Wir hatten beide gedacht, dass wir viel schweigen würden, aber eigentlich redeten wir die meiste Zeit miteinander oder drehten die Musik auf und sangen dazu, lachten und deuteten auf merkwürdige Dinge, die an uns vorüber zogen. Wir kletterten auf Straßenschilder und Bäume, wir zeichneten auf unsere alten Straßenkarte die Wege ein, die wir entlang fuhren, bis sie Muster ergaben, und fotografierten den Himmel, dann kam das Meer.
Wir stiegen aus dem Auto in den Sturm hinein, der Wind wehte so stark, dass wir einander nicht hören konnten.

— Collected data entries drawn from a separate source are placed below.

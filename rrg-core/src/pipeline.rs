//! Pipeline entry point: aligned prices in, tails and dividers out.
//!
//! prices → SeriesAligner → ratio → RS-Ratio / RS-Momentum → tails → dividers
//!
//! Bad parameters are an `Err`. "Nothing usable" and "nothing survived the
//! tail cut" are ordinary [`RrgOutcome`] variants the caller can render as a
//! notice.

use crate::config::{ConfigError, RrgParams};
use crate::data::{BenchmarkResolution, DataError, DroppedSymbol, SeriesAligner};
use crate::domain::{Instrument, InstrumentSet, PriceTable};
use crate::fingerprint::RunFingerprint;
use crate::quadrant::{Direction, Quadrant, QuadrantStatistics};
use crate::rs::{compute_ratios, RsSeries, SmoothedRatioMomentum};
use crate::tail::{TailExtractor, TailPoint};
use chrono::NaiveDate;
use serde::{Deserialize, Serialize};
use thiserror::Error;

#[derive(Debug, Error)]
pub enum RrgError {
    #[error("invalid configuration: {0}")]
    Config(#[from] ConfigError),

    #[error(transparent)]
    Data(#[from] DataError),
}

/// One instrument's trail plus what a renderer needs to draw it.
#[derive(Debug, Clone, PartialEq, Serialize, Deserialize)]
pub struct InstrumentTail {
    pub name: String,
    pub symbol: String,
    /// Oldest first; positions run 1..=tail_length.
    pub points: Vec<TailPoint>,
    /// Last movement; absent when the tail has a single point.
    pub direction: Option<Direction>,
    /// Quadrant of the most recent point.
    pub quadrant: Quadrant,
}

impl InstrumentTail {
    pub fn latest(&self) -> Option<&TailPoint> {
        self.points.last()
    }
}

#[derive(Debug, Clone, PartialEq, Serialize, Deserialize)]
pub struct RrgReport {
    pub params: RrgParams,
    pub benchmark: BenchmarkResolution,
    pub dropped: Vec<DroppedSymbol>,
    /// Surviving instruments in configuration order.
    pub tails: Vec<InstrumentTail>,
    /// Names of instruments left out for lack of history.
    pub excluded: Vec<String>,
    pub statistics: QuadrantStatistics,
    /// Last date on the price axis.
    pub as_of: Option<NaiveDate>,
    pub fingerprint: RunFingerprint,
}

impl RrgReport {
    pub fn tail(&self, name: &str) -> Option<&InstrumentTail> {
        self.tails.iter().find(|t| t.name == name)
    }
}

#[derive(Debug, Clone, PartialEq, Serialize, Deserialize)]
#[serde(tag = "status", rename_all = "snake_case")]
pub enum RrgOutcome {
    Chart(RrgReport),
    /// Valid prices exist but no instrument has `tail_length` usable points.
    InsufficientData {
        benchmark: BenchmarkResolution,
        dropped: Vec<DroppedSymbol>,
        excluded: Vec<String>,
    },
    /// No requested symbol has a complete price column.
    NoValidData { requested: Vec<String> },
}

impl RrgOutcome {
    pub fn report(&self) -> Option<&RrgReport> {
        match self {
            RrgOutcome::Chart(report) => Some(report),
            _ => None,
        }
    }

    pub fn benchmark(&self) -> Option<&BenchmarkResolution> {
        match self {
            RrgOutcome::Chart(report) => Some(&report.benchmark),
            RrgOutcome::InsufficientData { benchmark, .. } => Some(benchmark),
            RrgOutcome::NoValidData { .. } => None,
        }
    }
}

/// RS-Ratio / RS-Momentum for each instrument, before tail extraction.
pub fn compute_series(
    table: &PriceTable,
    instruments: &InstrumentSet,
    benchmark: &str,
    params: &RrgParams,
) -> Result<Vec<(Instrument, RsSeries)>, RrgError> {
    params.validate()?;
    let universe = SeriesAligner::new(instruments.clone(), benchmark).align(table)?;
    let transform = SmoothedRatioMomentum::from_params(params);
    Ok(compute_ratios(&universe)
        .into_iter()
        .map(|ratio| {
            let rs = transform.compute(&ratio.values);
            (ratio.instrument, rs)
        })
        .collect())
}

/// Run the full pipeline over one price snapshot.
pub fn compute_rrg(
    table: &PriceTable,
    instruments: &InstrumentSet,
    benchmark: &str,
    params: &RrgParams,
) -> Result<RrgOutcome, RrgError> {
    params.validate()?;
    tracing::info!(
        instruments = instruments.len(),
        rows = table.len(),
        benchmark,
        smoothing = params.smoothing_period,
        momentum = params.momentum_period,
        tail = params.tail_length,
        pairing = params.pairing.as_str(),
        "computing relative rotation"
    );

    let universe = match SeriesAligner::new(instruments.clone(), benchmark).align(table) {
        Ok(universe) => universe,
        Err(DataError::NoValidData { requested }) => {
            tracing::warn!(?requested, "no valid price data");
            return Ok(RrgOutcome::NoValidData { requested });
        }
        Err(e) => return Err(e.into()),
    };

    let transform = SmoothedRatioMomentum::from_params(params);
    let extractor = TailExtractor::from_params(params);
    let dates = universe.table.dates();

    let mut survivors: Vec<(Instrument, Vec<TailPoint>)> = Vec::new();
    let mut excluded = Vec::new();
    for ratio in compute_ratios(&universe) {
        let rs = transform.compute(&ratio.values);
        match extractor.extract(dates, &rs) {
            Some(points) => survivors.push((ratio.instrument, points)),
            None => {
                tracing::debug!(
                    instrument = %ratio.instrument.name,
                    tail_length = params.tail_length,
                    "not enough history for a tail"
                );
                excluded.push(ratio.instrument.name);
            }
        }
    }

    let statistics =
        match QuadrantStatistics::from_tails(survivors.iter().map(|(_, p)| p.as_slice())) {
            Some(stats) => stats,
            None => {
                tracing::warn!(excluded = excluded.len(), "not enough data for any tail");
                return Ok(RrgOutcome::InsufficientData {
                    benchmark: universe.benchmark,
                    dropped: universe.dropped,
                    excluded,
                });
            }
        };

    let tails: Vec<InstrumentTail> = survivors
        .into_iter()
        .filter_map(|(instrument, points)| {
            let latest = points.last()?;
            let quadrant = statistics.classify(latest);
            Some(InstrumentTail {
                direction: Direction::of_tail(&points),
                quadrant,
                name: instrument.name,
                symbol: instrument.symbol,
                points,
            })
        })
        .collect();

    let fingerprint = RunFingerprint::new(
        &universe.table,
        params,
        &universe.benchmark.resolved,
        &universe.instruments,
    );
    tracing::info!(
        plotted = tails.len(),
        excluded = excluded.len(),
        run_id = %fingerprint,
        "relative rotation computed"
    );

    Ok(RrgOutcome::Chart(RrgReport {
        params: *params,
        benchmark: universe.benchmark,
        dropped: universe.dropped,
        tails,
        excluded,
        statistics,
        as_of: dates.last().copied(),
        fingerprint,
    }))
}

Wir blieben eine Weile in dem Rauschen, dann blickte ich in Toms Augen und sah, dass er weinte. Er schüttelte den Kopf und stieg ins Auto zurück, zog die Beine an und legte seinen Kopf auf sie. Ich schloss die Tür und wollte ihm gerne über die Haare streifen. Das war eine blöde Idee, sagte er. Was meinst du? Na das hier. Alles. Er gestikulierte zwischen uns herum, dann auf das Wasser. Es war eine blöde Idee loszufahren in diesem blöden Auto, mit dir zusammen, wir in einem Wagen übernachten und so tun als ob alles gut wäre. Das war alles falsch.

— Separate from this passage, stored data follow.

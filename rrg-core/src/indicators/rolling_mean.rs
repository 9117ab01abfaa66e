//! Rolling arithmetic mean.
//!
//! Lookback: period - 1 (first valid value at index period-1). A window that
//! contains a NaN yields NaN; partial windows are never averaged.
//!
//! Each window is summed left to right from scratch instead of with a running
//! add/subtract, so results do not depend on how many windows came before.

use super::SeriesTransform;

#[derive(Debug, Clone)]
pub struct RollingMean {
    period: usize,
    name: String,
}

impl RollingMean {
    pub fn new(period: usize) -> Self {
        assert!(period >= 1, "rolling mean period must be >= 1");
        Self {
            period,
            name: format!("rolling_mean_{period}"),
        }
    }

    pub fn period(&self) -> usize {
        self.period
    }
}

impl SeriesTransform for RollingMean {
    fn name(&self) -> &str {
        &self.name
    }

    fn lookback(&self) -> usize {
        self.period.saturating_sub(1)
    }

    fn compute(&self, values: &[f64]) -> Vec<f64> {
        let n = values.len();
        let mut result = vec![f64::NAN; n];
        if n < self.period {
            return result;
        }

        for (i, window) in values.windows(self.period).enumerate() {
            let mut sum = 0.0;
            for v in window {
                sum += *v;
            }
            // NaN anywhere in the window poisons the sum.
            result[i + self.period - 1] = sum / self.period as f64;
        }

        result
    }
}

Ich sagte nichts darauf, ich saß eine Weile dort und stieg dann in den Sturm hinaus, ich lief ans Ende des Strandes und blickte in den Himmel, der graublau war und am Horizont ohne Übergang in das Meer zu wechseln schien, als wäre alles gleich. Ich kniff die Augen zusammen. Der Sturm trieb Äste durch die Luft wie Waffen, Treibgut und ich stellte mir vor, dass es unten im Wasser ruhig ist, dass der Sturm dem Wasser nichts anhaben kann und die Fische ahnungslos treiben, wie jeden Tag, jede Minute, jeden Moment. Ich schloss die Augen und mir war alles gleich fremd, gleich fern und ich ließ mich.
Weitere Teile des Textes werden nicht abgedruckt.